To be clear, she wants to run a script like this:

bash count-species.sh <species> <directory>

AND, using the data file as shown above, the script will create a file named for the species (e.g. when searching for “rabbit” it would produce rabbit.txt) that would contain:

2013-11-05,22
2013-11-06,19

Nelle figured this out in only a few minutes of going through her old notes on writing scripts. But we don’t have time in class to review all our old lectures, so to help us create the script, let’s try putting these commands, special variables, and pipes in the correct order:

cut -d : -f 2  
>  
|  
grep -w $1 -r $2  
|  
$1.txt  
cut -d , -f 1,3  

Hint#1 Testing Look carefully at what happens when you type grep -w rabbit -r .?

Hint#2: use man grep (or grep --help) to look for how to grep text recursively in a directory and review man cut (or cut --help) to select more than one field in a line.

Hint#3: It might help to start by focusing on just one species.

For this lesson at least one example of this file type is provided as data-shell/data/animal-counts/animals.txt and some of you might have another file called more-animals.txt in the same directory.

(try not to look at the answer!)

..

..

..

..

..

Solution

grep -w $1 -r $2 | cut -d : -f 2 | cut -d , -f 1,3  > $1.txt

For each animal, you would call the script above like this:

$ bash count-species.sh bear .

The special variable $1 is the species name, and the special variable $2 is the directory (in this case, the current working directory or .).

grep and Little Women

A couple more useful grep flags: -o and -c

You and your friend, having just finished reading Little Women by Louisa May Alcott, are in an argument. Of the four sisters in the book, Jo, Meg, Beth, and Amy, your friend thinks that Jo was the most mentioned. You, however, are certain it was Amy. Luckily, you have a file LittleWomen.txt containing the full text of the novel (data-shell/writing/data/LittleWomen.txt). Using a for loop, how would you tabulate the number of times each of the four sisters is mentioned? Can we think of a couple different solutions?

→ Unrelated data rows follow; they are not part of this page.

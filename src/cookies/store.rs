//! Cookie store infrastructure.
//!
//! A **cookie store** is the persistence layer behind a
//! [`PersistentCookieJar`](crate::cookies::PersistentCookieJar). The jar keeps the
//! live state in memory and pushes a snapshot to its store after every mutation.
//!
//! This module exports one reference implementation:
//! - [`JsonCookieStore`]: file-backed JSON store.
//!
//! ## Example
//! ```rust,no_run
//! use std::sync::Arc;
//! use mediator_storage::cookies::{JsonCookieStore, PersistentCookieJar};
//!
//! let store = Arc::new(JsonCookieStore::new("cookies.json".into()));
//! let jar = PersistentCookieJar::open(store).unwrap();
//! ```
mod json;

use crate::cookies::cookie_jar::DefaultCookieJar;
use std::sync::Arc;

/// File-backed JSON cookie store.
pub use json::JsonCookieStore;

/// A handle to a cookie store trait.
pub type CookieStoreHandle = Arc<dyn CookieStore + Send + Sync>;

/// Durable storage for a single cookie jar.
///
/// Implementations must be `Send + Sync` and safe for concurrent use.
pub trait CookieStore: Send + Sync {
    /// Loads the persisted jar, or an empty one if nothing was stored yet.
    fn load(&self) -> anyhow::Result<DefaultCookieJar>;

    /// Replaces the persisted state with `snapshot`.
    fn persist(&self, snapshot: &DefaultCookieJar) -> anyhow::Result<()>;

    /// Removes all persisted cookie data. Idempotent.
    fn remove(&self) -> anyhow::Result<()>;
}
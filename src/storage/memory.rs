use std::collections::HashMap;
use std::sync::{Arc, RwLock};

use anyhow::Result;
use async_trait::async_trait;
use serde_json::Value;

use crate::storage::area::{StorageArea, StorageDriver};
use crate::storage::types::StoreConfig;

/// `(name, store name)` of a namespace.
type Namespace = (String, String);
type Medium = Arc<RwLock<HashMap<Namespace, Vec<(String, Value)>>>>;

/// In-memory driver (no persistence). Instances opened from clones of the
/// same driver share one medium, so reopening a config sees earlier writes.
#[derive(Clone, Default)]
pub struct InMemoryDriver {
    data: Medium,
}

impl InMemoryDriver {
    pub const NAME: &'static str = "memory";

    pub fn new() -> Self {
        Self::default()
    }
}

#[async_trait]
impl StorageDriver for InMemoryDriver {
    fn name(&self) -> &str {
        Self::NAME
    }

    async fn open(&self, config: &StoreConfig) -> Result<Arc<dyn StorageArea>> {
        config.validate()?;
        Ok(Arc::new(InMemoryArea {
            data: Arc::clone(&self.data),
            namespace: (config.name.clone(), config.store_name_or_default().to_string()),
            config: config.clone(),
        }))
    }
}

struct InMemoryArea {
    data: Medium,
    namespace: Namespace,
    config: StoreConfig,
}

#[async_trait]
impl StorageArea for InMemoryArea {
    fn config(&self) -> &StoreConfig {
        &self.config
    }

    async fn get(&self, key: &str) -> Result<Option<Value>> {
        Ok(self
            .data
            .read()
            .unwrap()
            .get(&self.namespace)
            .and_then(|entries| entries.iter().find(|(k, _)| k == key))
            .map(|(_, v)| v.clone()))
    }

    async fn set(&self, key: &str, value: Value) -> Result<Value> {
        let mut guard = self.data.write().unwrap();
        let entries = guard.entry(self.namespace.clone()).or_default();
        match entries.iter_mut().find(|(k, _)| k == key) {
            Some((_, existing)) => *existing = value.clone(),
            None => entries.push((key.to_string(), value.clone())),
        }
        Ok(value)
    }

    async fn remove(&self, key: &str) -> Result<()> {
        if let Some(entries) = self.data.write().unwrap().get_mut(&self.namespace) {
            entries.retain(|(k, _)| k != key);
        }
        Ok(())
    }

    async fn clear(&self) -> Result<()> {
        self.data.write().unwrap().remove(&self.namespace);
        Ok(())
    }

    async fn keys(&self) -> Result<Vec<String>> {
        Ok(self
            .data
            .read()
            .unwrap()
            .get(&self.namespace)
            .map(|entries| entries.iter().map(|(k, _)| k.clone()).collect())
            .unwrap_or_default())
    }

    async fn drop_instance(&self, options: Option<&StoreConfig>) -> Result<()> {
        let target = options.unwrap_or(&self.config);
        target.validate()?;

        let mut guard = self.data.write().unwrap();
        match target.nested_store_name() {
            Some(store_name) => {
                guard.remove(&(target.name.clone(), store_name.to_string()));
            }
            None => guard.retain(|(name, _), _| *name != target.name),
        }
        Ok(())
    }
}
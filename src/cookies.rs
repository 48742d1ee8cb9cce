//! Cookies: the flat, shared cookie jar the cookie storage driver writes into.
//!
//! A [`CookieJar`] holds every cookie visible to the embedded context. It has no
//! notion of namespaces; the cookie driver layers those on top by prefixing
//! cookie names. Jars are shared as [`CookieJarHandle`]s and may be made durable
//! by wrapping them in a [`PersistentCookieJar`] backed by a [`CookieStore`].

mod cookies;
mod cookie_jar;
mod persistent_cookie_jar;
mod store;

pub use cookies::Cookie;
pub use cookies::CookieJarHandle;
pub use cookies::SameSite;

pub use cookie_jar::CookieJar;
pub use cookie_jar::DefaultCookieJar;
pub use persistent_cookie_jar::PersistentCookieJar;

pub use store::CookieStore;
pub use store::CookieStoreHandle;
pub use store::JsonCookieStore;
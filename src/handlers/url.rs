use crate::errors::MediatorError;
use url::{Origin, Url};

/// Resolves `url` against `origin` and returns `origin + pathname`.
///
/// Relative URLs are resolved against the origin. The result must belong to
/// `origin`; query and fragment are dropped.
pub fn normalize_url(url: &str, origin: &Origin) -> Result<String, MediatorError> {
    let invalid = |reason: String| MediatorError::InvalidUrl {
        url: url.to_string(),
        reason,
    };

    if !origin.is_tuple() {
        return Err(invalid("expected origin is opaque".to_string()));
    }
    let expected = origin.ascii_serialization();
    let base = Url::parse(&expected).map_err(|e| invalid(e.to_string()))?;
    let parsed = base.join(url).map_err(|e| invalid(e.to_string()))?;

    if parsed.origin() != *origin {
        return Err(invalid(format!(
            "origin {} does not match {}",
            parsed.origin().ascii_serialization(),
            expected
        )));
    }

    Ok(format!("{}{}", expected, parsed.path()))
}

Hint: one solution might employ the commands grep and wc and a |, while another might utilize grep options only.

New grep Flags

  1. The -o flag changes grep’s default output from lines, to only showing the matching pattern within the line!

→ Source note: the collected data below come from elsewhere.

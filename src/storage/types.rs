use crate::errors::StorageError;
use serde::{Deserialize, Serialize};
use serde_json::Value;

/// Store name used when a config does not set one.
pub const DEFAULT_STORE_NAME: &str = "keyvaluepairs";

/// Addressing information for one storage instance.
///
/// Serialized with camelCase field names (`storeName`) so that configs kept
/// inside other stores stay readable by other implementations.
#[derive(Clone, Debug, Eq, PartialEq, Hash, Serialize, Deserialize)]
#[serde(rename_all = "camelCase")]
pub struct StoreConfig {
    pub name: String,
    #[serde(default, skip_serializing_if = "Option::is_none")]
    pub store_name: Option<String>,
    #[serde(default, skip_serializing_if = "Option::is_none")]
    pub driver: Option<String>,
}

impl StoreConfig {
    pub fn new(name: impl Into<String>) -> Self {
        Self {
            name: name.into(),
            store_name: None,
            driver: None,
        }
    }

    pub fn with_store_name(mut self, store_name: impl Into<String>) -> Self {
        self.store_name = Some(store_name.into());
        self
    }

    pub fn with_driver(mut self, driver: impl Into<String>) -> Self {
        self.driver = Some(driver.into());
        self
    }

    /// The store name, falling back to [`DEFAULT_STORE_NAME`].
    pub fn store_name_or_default(&self) -> &str {
        self.store_name.as_deref().unwrap_or(DEFAULT_STORE_NAME)
    }

    /// The store name when it addresses a store nested under `name`, i.e. is
    /// neither absent nor [`DEFAULT_STORE_NAME`]. Dropping a config without a
    /// nested store name drops every store under `name`.
    pub fn nested_store_name(&self) -> Option<&str> {
        self.store_name.as_deref().filter(|s| *s != DEFAULT_STORE_NAME)
    }

    pub fn validate(&self) -> Result<(), StorageError> {
        if self.name.is_empty() {
            return Err(StorageError::MissingConfig("name"));
        }
        if self.store_name.as_deref() == Some("") {
            return Err(StorageError::MissingConfig("storeName"));
        }
        Ok(())
    }
}

/// Callback for [`StorageArea::iterate`](crate::storage::StorageArea::iterate).
///
/// Receives `(value, key, ordinal)` with ordinals starting at 1. Returning
/// `Some` stops the iteration and becomes its result.
pub type Visitor<'a> = &'a mut (dyn FnMut(Value, &str, usize) -> Option<Value> + Send);

/// Turns a JSON key into the string key the storage contract expects.
///
/// Non-string keys are converted to their JSON text and a warning is logged.
pub fn coerce_key(key: &Value) -> String {
    match key {
        Value::String(s) => s.clone(),
        other => {
            let coerced = other.to_string();
            log::warn!("{coerced} used as a key, but it is not a string");
            coerced
        }
    }
}
//! Web request handler registrations.
//!
//! A [`HandlerRegistry`] records, per request type, which handler URLs the
//! relying origin has registered. Two kinds of storage instance are involved:
//!
//! - `webRequestHandler_<requestType>_origin`: the origin index, mapping every
//!   origin with registrations to the config of its handler store;
//! - `webRequestHandler_<requestType>_<origin>_registration`: one handler store
//!   per origin, mapping handler URL to `true`.
//!
//! The index is what lets [`HandlerRegistry::get_all_registrations`] enumerate
//! handlers across origins without knowing them up front.

mod event;
mod registry;
mod url;

pub use event::{RegistryEvent, Subscription, UnregisterEvent, UnregisterListener};
pub use registry::HandlerRegistry;
pub use self::url::normalize_url;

  2. Remember the -w flag uses word boundaries to make sure that only complete words are matched (this isn’t completely new)

  3. The -c flag tells grep to “print only a count of selected lines per FILE”.

.. So let’s try some things:

$ grep "jo" LittleWomen.txt | wc -l
284

$ grep "Jo" LittleWomen.txt | wc -l
1528

The first thing we remember is that capitalization matters! We need to be looking for “Jo”, not “jo”

$ grep "Jo" "Meg" "Beth" "Amy" LittleWomen.txt | wc -l
grep: Meg: No such file or directory
grep: Beth: No such file or directory
grep: Amy: No such file or directory
1528

Now we remember that grep only takes one pattern at a time, so we’ll probably have to create a for loop to enter all the names. Let’s use “sis” as the variable name:

$ for sis in Jo Meg Beth Amy
> do
> grep $sis LittleWomen.txt | wc -l
> done
1528
685
463
643

Now it looks very promising! But let’s add some output that helps us identify which count goes with which name (think about if we made this a script). So we hit the up arrow and edit the command by adding echo $sis:; like this:

$ for sis in Jo Meg Beth Amy; do echo $sis:; grep $sis LittleWomen.txt | wc -l; done 
Jo:
1528
Meg:
685
Beth:
463
Amy:
643

This looks great and we are building up our commands into a script just like we learned to do it. But now lets add the new flags:

$ for sis in Jo Meg Beth Amy; do echo $sis:; grep -o $sis LittleWomen.txt | wc -l; done
Jo:
1543
Meg:
685
Beth:
465
Amy:
645

This is different! We have MORE counts of each name! The reason is that the -o flag matches the pattern (e.g. “Jo”) and then outputs and counts it. This is important because now even if there are multiple matches to “Jo” on a single line, they will be output separately. This seems like we are finished, but we still have another problem… We are looking for a pattern like “Jo”, but that will also match “John”. We can find any “John” patterns by running:

$ grep -o John LittleWomen.txt | wc -l
167

So our command isn’t finished. How can we match “Jo”, without matching “John” (or JoAnne, or Jonathan, or any other pattern like “Jo”)?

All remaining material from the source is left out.